La Scu dunque, proprio come l’araba fenice, muore e risorge. Emblematiche, in tal senso, le carte dell’inchiesta denominata “Eclissi”, che ha tracciato crolli e rinascite della Scu leccese. In particolare le strategie criminali dei clan che per decenni hanno governato su capoluogo e dintorni. I fratelli Nisi e poi i “Vernel”. Un’indagine lunga e articolata quella compiuta dalla polizia (in particolare dalla squadra mobile di Lecce sotto la direzione del vicequestore aggiunto Sabrina Manzone) per un lavoro di ricostruzione dei nuovi assetti molto complesso, vista la vastità della materia, eppure svolto con rapidità insolita, rispetto ai tempi soliti occorrenti per chiudere il cerchio su gruppi tanto vasti. Alcuni fra gli episodi contestati sono molto recenti, nel clima di terrore crescente in città. Molti fra gli attentati a mano armata degli ultimi tempi, infatti, sarebbero da ricollegare alle battaglie campali fra gruppi per il predominio del territorio.

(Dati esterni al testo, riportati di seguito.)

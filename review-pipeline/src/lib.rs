//! Multi-agent review pipeline for legal-document analysis.
//!
//! Four-stage state machine repeated until convergence or the iteration
//! budget runs out:
//!
//! 1) **Drafting** — the writer role produces a new versioned draft from the
//!    source document and retrieved context (first pass) or from the
//!    previous draft plus revision instructions (later passes).
//! 2) **Reviewing** — every configured reviewer kind (Legal, Risk, Format,
//!    Business) runs concurrently against the current draft; a reviewer's
//!    failure or timeout is recorded, not fatal, unless all of them fail.
//! 3) **Arbitrating** — all feedback for the pass is consolidated into one
//!    prioritized, conflict-resolved list with revision instructions.
//! 4) **Revising** — an empty prioritized list or an exhausted iteration
//!    budget finishes the run with the current draft; otherwise the machine
//!    loops back to Drafting.
//!
//! All roles speak to the language model through the `TextGenerator` seam
//! and expect strict JSON back; a response that fails schema validation is
//! that role's failure. Drafts are never edited in place — each revision is
//! a new version, and the whole history stays on the run for audit.

pub mod errors;
pub mod models;
pub mod pipeline;
pub mod prompts;
pub mod roles;

pub use errors::{PipelineError, PipelineResult};
pub use models::{
    AnalysisType, ConsolidatedFeedback, Draft, PipelineRun, ReviewFeedback, ReviewIssue,
    ReviewerKind, Severity, SourceDocument, Stage,
};
pub use pipeline::{PipelineConfig, PipelineOutcome, ReviewPipeline};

Sul fronte della lotta al traffico delle sostanze stupefacenti spicca l’operazione denominata “Déjà vu”, che ha delineato movimenti e dinamiche di un commercio di droga che dalla penisola salentina conduce sino alla Francia. Un’inchiesta che sembra portare indietro le lancette del tempo, agli anni settanta e l’epopea criminale del “clan dei marsigliesi”. Così come allora, sono alcuni pregiudicati francesi, capeggiati secondo gli inquirenti da Cyril Cedric Savary, a gestire i contatti con la criminalità locale e a fare da intermediari con i trafficanti di droga, non più tunisini ma colombiani e spagnoli.

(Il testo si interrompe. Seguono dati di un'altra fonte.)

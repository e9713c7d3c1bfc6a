//! Three-tier analysis report: schema, pure assembly, hard validation.
//!
//! The final report serves three audiences from the same underlying facts:
//! - **Executive summary** — decision makers: a single rating, the top
//!   risks, and what must be handled immediately.
//! - **Detailed analysis** — counsel: the full per-clause breakdown with a
//!   compliance rate.
//! - **Evidence sources** — auditors: every retrieval result a role
//!   actually cited, grouped by who cited it, in reasoning order.
//!
//! Assembly is a pure function of the pipeline run plus the retrieval
//! context; it fails only on structural validation (a rating outside
//! [0,10], a compliance rate outside [0,1], a missing required field).
//! A partially valid report is never emitted.

pub mod assemble;
pub mod errors;
pub mod schema;

pub use assemble::assemble;
pub use errors::{AssemblyError, AssemblyResult};
pub use schema::{
    AnalysisReport, ClauseAnalysis, DetailedAnalysis, EvidenceSource, ExecutiveSummary,
    QuickRecommendation,
};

Tra arresti e sequestri di droga l’indagine ha subito una nuova impennata nel duplice tentato omicidio di Luca Greco e Marino Manca, avvenuto nel pomeriggio dell'8 settembre del 2012 (18 anni di reclusione la condanna inflitta a Salvatore Milito in primo grado). Milito avrebbe estratto una pistola, cercando di colpire Manca, ma invano, perché l'arma si sarebbe inceppata, permettendo a questi di fuggire. Più sfortunato sarebbe stato Greco, intrappolato in casa e impossibilitato a fuggire: l’arrestato lo avrebbe prima colpito con il calcio della pistola e poi con un coltello, ferendolo gravemente. L’agguato sarebbe maturato, secondo l’ipotesi accusatoria, proprio nell’ambito di contrasti legati alla supremazia territoriale di gruppi criminali operanti nel comune di Squinzano e nelle zone limitrofe.

Un regolamento di conti commissionato, secondo quanto emerso nell’operazione odierna, proprio da Sergio Notaro e Cyril Cedric Savary. L’indagine “Déjà vu”, cui è poi seguita quella denominata “Vortice” e condotta dai carabinieri del Ros, al comando del colonnello Paolo Vincenzoni, ha delineato le nuove rotte del traffico di sostanze stupefacenti. Un mercato fiorente destinato a rifornire le piazze del nord Salento, fino a Lecce, Brindisi e Taranto. Un mercato redditizio capace di portare a una nuova fase della Scu salentina: la pax mafiosa. Una nuova strategia dell’appianamento dei contrasti e dell’abiura della guerra, capace di fornire un nuovo terreno fertile alle strategie criminali che, seppur in forma molto più sommersa rispetto al passato, tendono alla conquista del territorio e degli interessi economici. Accordi e interessi capaci di appianare i contrasti, dopo quasi un quarto di secolo, tra due clan storici: i Tornese e i De Tommasi. Una rottura e una guerra scoppiata con l’omicidio di Ivo de Tommasi (fratello di Gianni, “capo bastone” di Campi Salentina), assassinato nel lontano 1989.

Un’esecuzione che aveva, di fatto, scatenato la guerra tra i due clan, un tempo alleati, lastricando di sangue e proiettili le strade del Salento). Franco Santolla, condannato all’ergastolo per quell’omicidio, aveva pagato a caro prezzo la sanguinosa lotta tra sodalizi criminali. Nel maggio del 1996 un commando armato di quattro persone aveva assassinato il figlio Romualdo, appena 18enne. Una vendetta trasversale che aveva spezzato la vita di chi con la mafia salentina non c'entrava assolutamente nulla. Lui non aveva altra colpa che essere il figlio del presunto boss, estraneo per il resto a qualunque gioco di potere della criminalità organizzata nel Salento.